4.3. Selective coatings on nanopatterns
If a patterned substrate is used, the shadow effect will be enhanced greately. Figure 4 is a schematic diagram of single- and three-layer STF structures on patterned substrates, i.e. helical, zigzag and zig-helical-zag structures. Figure 5(a) is a nanopatterned photoresist (PR) on a Si substrate: the line and space of PR are 50 and 30 nm, respectively, and the height is 80 nm. Figure 5(b) shows OAD TiO 2 helical structures. The figure shows that the helical structures are on top of nanopatterns: the width of the helical structure is wider than the linewidth 50 nm of the PR and the space is narrower than that of the PR. Figure 5(c) shows OAD TiO 2 columnar zigzag structures on top of nanopatterns: the linewidth of the column is near 50 nm and the space between columns is clear. Figure 5(d) shows OAD TiO 2 zig-helical-zag structures on top of nanopatterns: the columnar zig is tilted about 40° with respect to the normal of the substrate, the helical structure grows upright on top of the columnar zig, and the columnar zag grows on top of the helical structure. These results suggest that the selective coatings on nanopatterns can be used as a way of replicating patterns [19], maskless lithography and fabrication of nanostructure metamaterials.

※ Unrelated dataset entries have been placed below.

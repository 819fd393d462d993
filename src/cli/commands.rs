use std::path::Path;

use tracing::{debug, info, warn};
use tracing_subscriber::EnvFilter;

use crate::action::handler::Engine;
use crate::browser::session::BrowserSession;
use crate::cli::config::AppConfig;
use crate::component::registry::KindRegistry;
use crate::context::element_context::ElementContext;
use crate::report::console::{format_console_report, format_index_summary};
use crate::report::junit::generate_junit_xml;
use crate::report::report_model::SuiteReport;
use crate::scenario::runner::ScenarioRunner;
use crate::scenario::scenario_model::Scenario;
use crate::trace::logger::TraceLogger;

// ============================================================================
// Logging
// ============================================================================

/// Install the global tracing subscriber. `RUST_LOG` wins over `verbose`.
pub fn init_tracing(verbose: u8) {
    let level = match verbose {
        0 => "warn",
        1 => "info",
        2 => "debug",
        _ => "trace",
    };
    let filter = EnvFilter::try_from_default_env()
        .unwrap_or_else(|_| EnvFilter::new(format!("locatorless={level}")));

    // A subscriber may already be installed (tests, embedding); keep it.
    let _ = tracing_subscriber::fmt()
        .with_env_filter(filter)
        .with_writer(std::io::stderr)
        .with_target(false)
        .try_init();
}

// ============================================================================
// run subcommand
// ============================================================================

/// Run scenarios and return whether all passed.
pub fn cmd_run(
    scenario_path: &str,
    format: &str,
    output: Option<&str>,
    trace_path: Option<&str>,
    config: &AppConfig,
) -> Result<bool, Box<dyn std::error::Error>> {
    let scenarios = load_scenarios(scenario_path)?;

    if scenarios.is_empty() {
        warn!(path = scenario_path, "no scenarios found");
        return Ok(true);
    }

    info!(count = scenarios.len(), "running scenarios");

    let session = BrowserSession::launch(config.driver.clone())?;
    let mut engine = Engine::new(session, KindRegistry::builtin(), config.engine.clone());
    let mut ctx = ElementContext::new();
    let tracer = match trace_path {
        Some(path) => TraceLogger::new(path),
        None => TraceLogger::disabled(),
    };
    let start = std::time::Instant::now();

    let mut results = Vec::new();
    for scenario in &scenarios {
        debug!(scenario = %scenario.name, "running");
        results.push(ScenarioRunner::run(scenario, &mut engine, &mut ctx, &tracer));
    }

    let duration = start.elapsed().as_millis();
    engine.into_driver().quit()?;

    let report = SuiteReport::from_results("CLI Run", results).with_duration(duration);
    let all_passed = report.all_passed();

    let output_content = match format {
        "junit" => generate_junit_xml(&report),
        _ => format_console_report(&report),
    };

    match output {
        Some(path) => std::fs::write(path, &output_content)?,
        None => print!("{}", output_content),
    }

    Ok(all_passed)
}

/// Load scenarios from a single YAML file or a directory of YAML files.
pub fn load_scenarios(path: &str) -> Result<Vec<Scenario>, Box<dyn std::error::Error>> {
    let metadata = std::fs::metadata(path)?;
    if metadata.is_dir() {
        let mut scenarios = Vec::new();
        for entry in std::fs::read_dir(path)? {
            let p = entry?.path();
            if is_yaml(&p) {
                let content = std::fs::read_to_string(&p)?;
                scenarios.push(serde_yaml::from_str::<Scenario>(&content)?);
            }
        }
        // Sort by name for deterministic order
        scenarios.sort_by(|a, b| a.name.cmp(&b.name));
        Ok(scenarios)
    } else {
        let content = std::fs::read_to_string(path)?;
        Ok(vec![serde_yaml::from_str(&content)?])
    }
}

fn is_yaml(path: &Path) -> bool {
    path.extension().is_some_and(|e| e == "yaml" || e == "yml")
}

// ============================================================================
// discover subcommand
// ============================================================================

pub fn cmd_discover(
    url: &str,
    kind: Option<&str>,
    json: bool,
    config: &AppConfig,
) -> Result<(), Box<dyn std::error::Error>> {
    let session = BrowserSession::launch(config.driver.clone())?;
    let mut engine = Engine::new(session, KindRegistry::builtin(), config.engine.clone());

    engine.navigate(url)?;
    let summary = engine.summarize(kind);

    if json {
        println!("{}", serde_json::to_string_pretty(&summary)?);
    } else {
        print!("{}", format_index_summary(&summary));
    }

    engine.into_driver().quit()?;
    Ok(())
}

Figure 4 Schematic diagrams of STFs on patterned substrates: (a) helical structure, (b) zig-zag structure and (c) zig-helical-zag structure.
Figure 5 SEM cross-section images of OAD STF structures on patterned substrates. (a) Nanopatterned photoresist substrate, (b) helical structure, (c) zig-zag structure and (d) zig-helical-zag structure.
5. Conclusion
In this review paper, a circular polarization-discriminatory handedness inverter of a two-layer STF and a linear polarization-discriminatory state inverter of a three-layer STF are demonstrated successfully by using the OAD technique and the combination of a helical structure with a columnar zigzag structure. Also, the selective coatings on nanopatterns which enhance the shadow effects indicate that the OAD can be used as a method for replicating the patterns on a substrate, maskless lithography, and the fabrication of nanostructure metamaterials. Therefore, nanostructure engineering of optical thin films by using the OAD technique offers a possibility for the fabrication of various new optical thin film devices on a chip.
Acknowledgments
This work was supported in part by the Basic Science Research Program through the National Research Foundation of Korea (NRF) grant funded by the Ministry of Education, Science and Technology (2010–0024708), the Korea Industrial Technology Foundation (KOTEF) through the Human Resource Training Project for Strategic Technology grant funded by the Ministry of Knowledge Economy and the Dual Use Technology Program (Project No. 08-it-mc-01).